[Your instructions] Please state the number of lines in the entries below where the word "recovering" appears. Include nothing else.

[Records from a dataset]
---

use std::ops::{Add, Deref};

use committable::{Commitment, Committable, RawCommitmentBuilder};
use serde::{Deserialize, Serialize};

/// Express-lane sequence number, counted per round from zero.
#[derive(
    Debug, Clone, Default, Copy, PartialEq, Eq, PartialOrd, Ord, Hash, Serialize, Deserialize,
)]
#[serde(transparent)]
pub struct SeqNo(u64);

impl SeqNo {
    pub fn zero() -> Self {
        Self(0)
    }

    pub fn is_zero(self) -> bool {
        self.0 == 0
    }

    pub fn next(self) -> Self {
        Self(self.0 + 1)
    }

    /// Number of sequence numbers from `self` up to `other`, zero if `other` is lower.
    pub fn distance(self, other: SeqNo) -> u64 {
        other.0.saturating_sub(self.0)
    }
}

impl Add<u64> for SeqNo {
    type Output = Self;

    fn add(self, rhs: u64) -> Self::Output {
        Self(self.0 + rhs)
    }
}

impl std::fmt::Display for SeqNo {
    fn fmt(&self, f: &mut std::fmt::Formatter<'_>) -> std::fmt::Result {
        write!(f, "{}", self.0)
    }
}

impl From<u64> for SeqNo {
    fn from(value: u64) -> Self {
        Self(value)
    }
}

impl From<SeqNo> for u64 {
    fn from(value: SeqNo) -> Self {
        value.0
    }
}

impl Deref for SeqNo {
    type Target = u64;

    fn deref(&self) -> &Self::Target {
        &self.0
    }
}

impl Committable for SeqNo {
    fn commit(&self) -> Commitment<Self> {
        RawCommitmentBuilder::new("SeqNo").u64(self.0).finalize()
    }
}
use std::cmp::min;
use std::sync::Arc;
use std::time::Duration;

use timeboost_contract::{AuctionContract, ContractError};
use timeboost_types::{AuctionResolution, RoundOutcome, Timestamp};
use timeboost_utils::Backoff;
use tokio::time::sleep;
use tracing::{debug, error, info, warn};

use crate::store::{ResolutionStore, RoundRecord, Status};

/// Terminal result of settling a round.
#[derive(Debug, Clone, PartialEq, Eq)]
pub enum Settlement {
    /// The chain holds the local resolution.
    Committed,
    /// The chain holds a different resolution.
    Reconciled(AuctionResolution),
    /// The round had no bids.
    NothingToSettle,
    /// Settlement failed permanently or ran out of time.
    Abandoned(String),
}

/// Brings a round's resolution onto the chain.
///
/// Settlement is an idempotent "ensure committed" command: the chain is
/// queried whenever the outcome of a previous attempt is unknown, and a
/// resolution found on chain ends the process, whether or not it matches.
pub struct Settler<C> {
    contract: Arc<C>,
    store: Arc<ResolutionStore>,
    backoff: Backoff,
}

impl<C> Clone for Settler<C> {
    fn clone(&self) -> Self {
        Self {
            contract: self.contract.clone(),
            store: self.store.clone(),
            backoff: self.backoff,
        }
    }
}

impl<C: AuctionContract> Settler<C> {
    pub fn new(contract: Arc<C>, store: Arc<ResolutionStore>, backoff: Backoff) -> Self {
        Self {
            contract,
            store,
            backoff,
        }
    }

    /// Settle `rec` and persist the final status.
    ///
    /// Gives up at `deadline`. `recovering` starts with a chain query instead
    /// of a submission, for records whose earlier attempt may have landed.
    pub async fn settle(&self, rec: RoundRecord, deadline: Timestamp, recovering: bool) -> RoundRecord {
        let rec = match self.ensure_committed(&rec, deadline, recovering).await {
            Settlement::Committed => RoundRecord {
                status: Status::Committed,
                ..rec
            },
            Settlement::Reconciled(chain) => {
                let status = match rec.outcome {
                    RoundOutcome::Resolved(local) => Status::Reconciled { local },
                    RoundOutcome::Unresolved { .. } => Status::NoController,
                };
                RoundRecord {
                    outcome: RoundOutcome::Resolved(chain),
                    request: rec.request,
                    status,
                }
            }
            Settlement::NothingToSettle => RoundRecord {
                status: Status::NoController,
                ..rec
            },
            Settlement::Abandoned(reason) => RoundRecord {
                status: Status::Abandoned { reason },
                ..rec
            },
        };
        if let Err(err) = self.store.update(&rec).await {
            error!(round = %rec.round(), %err, "failed to persist settlement status");
        }
        rec
    }

    pub async fn ensure_committed(
        &self,
        rec: &RoundRecord,
        deadline: Timestamp,
        recovering: bool,
    ) -> Settlement {
        enum State {
            Query,
            Submit,
            Wait(Duration),
        }

        let (Some(local), Some(req)) = (rec.outcome.resolution().copied(), rec.request.as_ref())
        else {
            return Settlement::NothingToSettle;
        };

        let round = local.round;
        let mut delays = self.backoff.delay_iter();
        let mut state = if recovering { State::Query } else { State::Submit };

        loop {
            match state {
                State::Query => match self.contract.resolution(round).await {
                    Ok(Some(chain)) => return reconcile(local, chain),
                    Ok(None) => state = State::Submit,
                    Err(err) => {
                        warn!(%round, %err, "resolution query failed");
                        state = State::Wait(next_delay(&mut delays))
                    }
                },
                State::Submit => match self.contract.resolve(req).await {
                    Ok(()) => {
                        info!(
                            %round,
                            winner = %local.winner,
                            price  = %local.second_price,
                            "resolution committed"
                        );
                        return Settlement::Committed;
                    }
                    Err(ContractError::AlreadyResolved(_)) => {
                        debug!(%round, "round already resolved on chain");
                        state = State::Query
                    }
                    Err(err) if err.is_transient() => {
                        warn!(%round, %err, "resolution submission failed");
                        state = State::Wait(next_delay(&mut delays))
                    }
                    Err(err) => {
                        error!(%round, %err, "resolution rejected");
                        return Settlement::Abandoned(err.to_string());
                    }
                },
                State::Wait(d) => {
                    let now = Timestamp::now();
                    if now >= deadline {
                        warn!(%round, "settlement deadline passed");
                        return Settlement::Abandoned("deadline passed".to_string());
                    }
                    sleep(min(d, deadline.saturating_duration_since(now))).await;
                    // The previous attempt may have been applied.
                    state = State::Query
                }
            }
        }
    }
}

fn next_delay(delays: &mut impl Iterator<Item = Duration>) -> Duration {
    delays.next().unwrap_or(Duration::from_secs(1))
}

fn reconcile(local: AuctionResolution, chain: AuctionResolution) -> Settlement {
    if local == chain {
        Settlement::Committed
    } else {
        warn!(
            round = %local.round,
            local = %local.winner,
            chain = %chain.winner,
            "adopting conflicting on-chain resolution"
        );
        Settlement::Reconciled(chain)
    }
}
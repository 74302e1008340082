use std::net::SocketAddr;
use std::path::PathBuf;
use std::sync::Arc;

use anyhow::{Context, Result};
use clap::Parser;
use timeboost::api::{self, BidApi};
use timeboost_auction::{BidQueue, BidValidator};
use timeboost_config::AuctionNodeConfig;
use timeboost_contract::AlloyAuction;
use timeboost_utils::types::{logging, prometheus::PrometheusMetrics};
use tokio::{select, signal};
use tracing::{error, info};

/// Validates bids and hands them to an auctioneer sharing the data directory.
#[derive(Parser, Debug)]
struct Cli {
    /// Path to the node configuration file.
    #[clap(long, short)]
    config: PathBuf,

    /// Overrides the configured API address.
    #[clap(long)]
    http_address: Option<SocketAddr>,
}

#[tokio::main]
async fn main() -> Result<()> {
    logging::init_logging();

    let cli = Cli::parse();
    let mut cfg = AuctionNodeConfig::read(&cli.config)
        .await
        .with_context(|| format!("could not read config {:?}", cli.config))?;
    if let Some(a) = cli.http_address {
        cfg.http.address = a
    }

    let metrics = Arc::new(PrometheusMetrics::default());
    let contract = Arc::new(AlloyAuction::new(
        cfg.chain.rpc_url.clone(),
        cfg.chain.auction_contract,
        cfg.chain.from_block,
    ));
    let queue = BidQueue::open(cfg.queue_dir()).await?;
    let validator = BidValidator::new(cfg.validator_config(), contract, queue, &*metrics).await?;

    let api = BidApi::builder()
        .validator(Arc::new(validator))
        .metrics(metrics)
        .build();

    info!(address = %cfg.http.address, "bid validator started");

    select! {
        r = api::serve(api.router(), cfg.http.address) => {
            if let Err(err) = r {
                error!(%err, "api server failed");
            }
        }
        _ = signal::ctrl_c() => {
            info!("received ctrl-c; shutting down");
        }
    }

    Ok(())
}
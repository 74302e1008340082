use std::collections::HashMap;
use std::sync::Arc;

use parking_lot::Mutex;
use timeboost_contract::{AuctionContract, ContractError};
use timeboost_types::rpc::BidReceipt;
use timeboost_types::{Address, ChainId, Round, RoundTimingInfo, SignedBid, Timestamp, U256};
use tracing::{debug, trace};

use crate::balance::BalanceCache;
use crate::config::ValidatorConfig;
use crate::metrics::ValidatorMetrics;
use crate::queue::{BidQueue, QueueError, QueuedBid};

/// Checks incoming bids and forwards valid ones to the bid queue.
///
/// Holds no auction state beyond per-round rate limits, so several
/// validators may share one queue.
pub struct BidValidator<C> {
    config: ValidatorConfig,
    timing: RoundTimingInfo,
    contract: Arc<C>,
    balances: BalanceCache<C>,
    queue: BidQueue,
    round: Mutex<RoundState>,
    metrics: ValidatorMetrics,
}

/// Limits of the round currently being auctioned.
#[derive(Debug, Default)]
struct RoundState {
    round: Round,
    reserve: Option<U256>,
    bids: HashMap<Address, usize>,
}

impl RoundState {
    fn enter(&mut self, r: Round) {
        if self.round != r {
            self.round = r;
            self.reserve = None;
            self.bids.clear();
        }
    }
}

#[derive(Debug, thiserror::Error)]
#[non_exhaustive]
pub enum BidError {
    #[error("signature does not recover to bidder")]
    InvalidSignature,

    #[error("bid for auction contract {0} does not match")]
    WrongAuctionContract(Address),

    #[error("bid for chain {0} does not match")]
    WrongChainId(ChainId),

    #[error("bid names no express lane controller")]
    ZeroController,

    #[error("bid amount is zero")]
    ZeroAmount,

    #[error("bidder {0} has no deposit")]
    NotDepositor(Address),

    #[error("deposit {balance} does not cover bid {amount}")]
    InsufficientBalance { balance: U256, amount: U256 },

    #[error("auction for round {0} is closed")]
    AuctionClosed(Round),

    #[error("bid for round {got}, but round {expected} is being auctioned")]
    BadRound { expected: Round, got: Round },

    #[error("bid {amount} below reserve price {reserve}")]
    ReservePriceNotMet { reserve: U256, amount: U256 },

    #[error("bidder {0} exceeded the bids allowed per round")]
    TooManyBids(Address),

    #[error("contract unavailable: {0}")]
    Contract(#[from] ContractError),

    #[error("bid queue unavailable: {0}")]
    Queue(#[from] QueueError),
}

impl BidError {
    /// Stable reason code reported to bidders.
    pub fn code(&self) -> &'static str {
        match self {
            Self::InvalidSignature => "invalid-signature",
            Self::WrongAuctionContract(_) => "wrong-auction-contract",
            Self::WrongChainId(_) => "wrong-chain-id",
            Self::ZeroController => "zero-controller",
            Self::ZeroAmount => "zero-amount",
            Self::NotDepositor(_) => "not-depositor",
            Self::InsufficientBalance { .. } => "insufficient-balance",
            Self::AuctionClosed(_) => "auction-closed",
            Self::BadRound { .. } => "bad-round",
            Self::ReservePriceNotMet { .. } => "reserve-price-not-met",
            Self::TooManyBids(_) => "too-many-bids",
            Self::Contract(_) => "contract-unavailable",
            Self::Queue(_) => "queue-unavailable",
        }
    }

    /// Is the rejection caused by the bid itself?
    pub fn is_invalid_bid(&self) -> bool {
        !matches!(self, Self::Contract(_) | Self::Queue(_))
    }
}

impl<C: AuctionContract> BidValidator<C> {
    pub async fn new<M>(
        cfg: ValidatorConfig,
        contract: Arc<C>,
        queue: BidQueue,
        metrics: &M,
    ) -> Result<Self, ContractError>
    where
        M: ::metrics::Metrics,
    {
        let timing = contract.round_timing_info().await?;
        Ok(Self {
            balances: BalanceCache::new(contract.clone(), cfg.balance_ttl),
            config: cfg,
            timing,
            contract,
            queue,
            round: Mutex::new(RoundState::default()),
            metrics: ValidatorMetrics::new(metrics),
        })
    }

    pub fn timing(&self) -> &RoundTimingInfo {
        &self.timing
    }

    pub async fn submit_bid(&self, bid: SignedBid) -> Result<BidReceipt, BidError> {
        self.submit_bid_at(bid, Timestamp::now()).await
    }

    /// Validate and enqueue `bid` as if received at `now`.
    pub async fn submit_bid_at(&self, bid: SignedBid, now: Timestamp) -> Result<BidReceipt, BidError> {
        match self.check_and_push(bid, now).await {
            Ok(r) => {
                self.metrics.accepted.add(1);
                debug!(round = %r.round, bidder = %r.bidder, amount = %r.amount, "bid accepted");
                Ok(r)
            }
            Err(e) => {
                self.metrics.rejected.add(1);
                debug!(err = %e, code = %e.code(), "bid rejected");
                Err(e)
            }
        }
    }

    async fn check_and_push(&self, bid: SignedBid, now: Timestamp) -> Result<BidReceipt, BidError> {
        if !bid.is_signed_by_bidder() {
            return Err(BidError::InvalidSignature);
        }
        if bid.auction() != self.config.auction {
            return Err(BidError::WrongAuctionContract(bid.auction()));
        }
        if bid.chain_id() != self.config.chain {
            return Err(BidError::WrongChainId(bid.chain_id()));
        }
        if bid.controller().is_zero() {
            return Err(BidError::ZeroController);
        }
        if bid.amount().is_zero() {
            return Err(BidError::ZeroAmount);
        }

        let balance = self.balance_for(bid.bidder(), bid.amount()).await?;
        if balance.is_zero() {
            return Err(BidError::NotDepositor(bid.bidder()));
        }
        if balance < bid.amount() {
            return Err(BidError::InsufficientBalance {
                balance,
                amount: bid.amount(),
            });
        }

        let expected = self.timing.auction_round(now);
        if self.timing.is_auction_closed(bid.round(), now) {
            return Err(BidError::AuctionClosed(bid.round()));
        }
        if bid.round() != expected {
            return Err(BidError::BadRound {
                expected,
                got: bid.round(),
            });
        }

        let reserve = self.reserve_price(expected).await?;
        if bid.amount() < reserve {
            return Err(BidError::ReservePriceNotMet {
                reserve,
                amount: bid.amount(),
            });
        }

        self.reserve_slot(expected, bid.bidder())?;

        let receipt = BidReceipt {
            round: bid.round(),
            bidder: bid.bidder(),
            amount: bid.amount(),
        };
        let queued = QueuedBid { bid, received: now };
        if let Err(e) = self.queue.push(&queued).await {
            self.release_slot(expected, queued.bid.bidder());
            return Err(e.into());
        }
        Ok(receipt)
    }

    async fn reserve_price(&self, r: Round) -> Result<U256, ContractError> {
        {
            let mut state = self.round.lock();
            state.enter(r);
            if let Some(p) = state.reserve {
                return Ok(p);
            }
        }
        self.metrics.auction_round.set(u64::from(r) as usize);
        let p = self.contract.reserve_price().await?;
        let mut state = self.round.lock();
        state.enter(r);
        state.reserve = Some(p);
        trace!(round = %r, reserve = %p, "reserve price");
        Ok(p)
    }

    /// A cached balance too low for a bid is read again, so a deposit made
    /// within the cache lifetime counts.
    async fn balance_for(&self, bidder: Address, amount: U256) -> Result<U256, BidError> {
        let balance = self.balances.balance(bidder).await?;
        if balance >= amount {
            return Ok(balance);
        }
        self.balances.invalidate(&bidder);
        Ok(self.balances.balance(bidder).await?)
    }

    fn reserve_slot(&self, r: Round, bidder: Address) -> Result<(), BidError> {
        let mut state = self.round.lock();
        state.enter(r);
        let n = state.bids.entry(bidder).or_default();
        if *n >= self.config.max_bids_per_sender {
            return Err(BidError::TooManyBids(bidder));
        }
        *n += 1;
        Ok(())
    }

    fn release_slot(&self, r: Round, bidder: Address) {
        let mut state = self.round.lock();
        if state.round == r {
            if let Some(n) = state.bids.get_mut(&bidder) {
                *n = n.saturating_sub(1)
            }
        }
    }
}

#[cfg(test)]
mod tests {
    use std::sync::Arc;
    use std::time::Duration;

    use timeboost_contract::{AuctionContract, MemoryAuction};
    use timeboost_types::{Address, Bid, ChainId, Round, RoundTimingInfo, Signer, Timestamp, U256};

    use super::{BidError, BidValidator};
    use crate::config::ValidatorConfig;
    use crate::queue::BidQueue;

    const T0: u64 = 1_000_000;

    struct Setup {
        validator: BidValidator<MemoryAuction>,
        contract: Arc<MemoryAuction>,
        queue: BidQueue,
        auction: Address,
        _dir: tempfile::TempDir,
    }

    async fn setup() -> Setup {
        let dir = tempfile::tempdir().unwrap();
        let timing = RoundTimingInfo::new(
            Timestamp::from_secs(T0),
            Duration::from_secs(60),
            Duration::from_secs(15),
            Duration::from_secs(15),
        )
        .unwrap();
        let auction = Signer::random().address();
        let contract = Arc::new(
            MemoryAuction::new(ChainId::from(1), auction, timing).with_reserve_price(U256::from(2)),
        );
        let queue = BidQueue::open(dir.path()).await.unwrap();
        let cfg = ValidatorConfig::builder()
            .chain(ChainId::from(1))
            .auction(auction)
            .max_bids_per_sender(2)
            .balance_ttl(Duration::ZERO)
            .build();
        let validator = BidValidator::new(cfg, contract.clone(), queue.clone(), &metrics::NoMetrics)
            .await
            .unwrap();
        Setup {
            validator,
            contract,
            queue,
            auction,
            _dir: dir,
        }
    }

    fn at(secs: u64) -> Timestamp {
        Timestamp::from_secs(T0 + secs)
    }

    fn bid(s: &Signer, auction: Address, round: u64, amount: u64) -> timeboost_types::SignedBid {
        Bid::new(ChainId::from(1), auction, s.address(), Round::from(round), U256::from(amount))
            .sign(s)
            .unwrap()
    }

    #[tokio::test]
    async fn accepts_and_enqueues() {
        let s = setup().await;
        let a = Signer::random();
        s.contract.deposit(a.address(), U256::from(10)).await.unwrap();
        let r = s.validator.submit_bid_at(bid(&a, s.auction, 1, 5), at(10)).await.unwrap();
        assert_eq!(r.round, Round::from(1));
        let bids = s.queue.consumer().poll().await.unwrap();
        assert_eq!(bids.len(), 1);
        assert_eq!(bids[0].bid.bidder(), a.address());
    }

    #[tokio::test]
    async fn rejects_in_order() {
        let s = setup().await;
        let a = Signer::random();

        // Wrong contract is reported before the missing deposit.
        let e = s
            .validator
            .submit_bid_at(bid(&a, Address::zero(), 1, 5), at(10))
            .await
            .unwrap_err();
        assert!(matches!(e, BidError::WrongAuctionContract(_)));

        let e = s.validator.submit_bid_at(bid(&a, s.auction, 1, 5), at(10)).await.unwrap_err();
        assert!(matches!(e, BidError::NotDepositor(_)));
        assert_eq!(e.code(), "not-depositor");

        s.contract.deposit(a.address(), U256::from(3)).await.unwrap();
        let e = s.validator.submit_bid_at(bid(&a, s.auction, 1, 5), at(10)).await.unwrap_err();
        assert!(matches!(e, BidError::InsufficientBalance { .. }));

        let e = s.validator.submit_bid_at(bid(&a, s.auction, 1, 1), at(10)).await.unwrap_err();
        assert!(matches!(e, BidError::ReservePriceNotMet { .. }));

        let e = s.validator.submit_bid_at(bid(&a, s.auction, 2, 3), at(10)).await.unwrap_err();
        assert!(matches!(e, BidError::BadRound { .. }));

        assert!(s.queue.consumer().poll().await.unwrap().is_empty());
    }

    #[tokio::test]
    async fn forged_signature_is_rejected() {
        let s = setup().await;
        let (a, b) = (Signer::random(), Signer::random());
        let mut json = serde_json::to_value(bid(&a, s.auction, 1, 5)).unwrap();
        json["bid"]["bidder"] = serde_json::to_value(b.address()).unwrap();
        let forged = serde_json::from_value(json).unwrap();
        let e = s.validator.submit_bid_at(forged, at(10)).await.unwrap_err();
        assert!(matches!(e, BidError::InvalidSignature));
    }

    #[tokio::test]
    async fn late_bid_never_reaches_queue() {
        let s = setup().await;
        let a = Signer::random();
        s.contract.deposit(a.address(), U256::from(10)).await.unwrap();
        let e = s.validator.submit_bid_at(bid(&a, s.auction, 1, 5), at(45)).await.unwrap_err();
        assert!(matches!(e, BidError::AuctionClosed(r) if r == Round::from(1)));
        assert!(s.queue.rounds().await.unwrap().is_empty());
    }

    #[tokio::test]
    async fn fresh_deposit_counts_despite_cached_balance() {
        let s = setup().await;
        let cfg = ValidatorConfig::builder()
            .chain(ChainId::from(1))
            .auction(s.auction)
            .balance_ttl(Duration::from_secs(600))
            .build();
        let v = BidValidator::new(cfg, s.contract.clone(), s.queue.clone(), &metrics::NoMetrics)
            .await
            .unwrap();
        let a = Signer::random();

        let e = v.submit_bid_at(bid(&a, s.auction, 1, 5), at(10)).await.unwrap_err();
        assert!(matches!(e, BidError::NotDepositor(_)));

        s.contract.deposit(a.address(), U256::from(3)).await.unwrap();
        let e = v.submit_bid_at(bid(&a, s.auction, 1, 5), at(11)).await.unwrap_err();
        assert!(matches!(e, BidError::InsufficientBalance { balance, .. } if balance == U256::from(3)));

        s.contract.deposit(a.address(), U256::from(7)).await.unwrap();
        v.submit_bid_at(bid(&a, s.auction, 1, 5), at(12)).await.unwrap();
    }

    #[tokio::test]
    async fn limits_bids_per_round() {
        let s = setup().await;
        let a = Signer::random();
        s.contract.deposit(a.address(), U256::from(10)).await.unwrap();
        for n in 0..2 {
            s.validator.submit_bid_at(bid(&a, s.auction, 1, 3 + n), at(1)).await.unwrap();
        }
        let e = s.validator.submit_bid_at(bid(&a, s.auction, 1, 9), at(2)).await.unwrap_err();
        assert!(matches!(e, BidError::TooManyBids(_)));

        // The limit resets with the next auction.
        s.validator.submit_bid_at(bid(&a, s.auction, 2, 3), at(61)).await.unwrap();
    }
}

---

[Response below] 5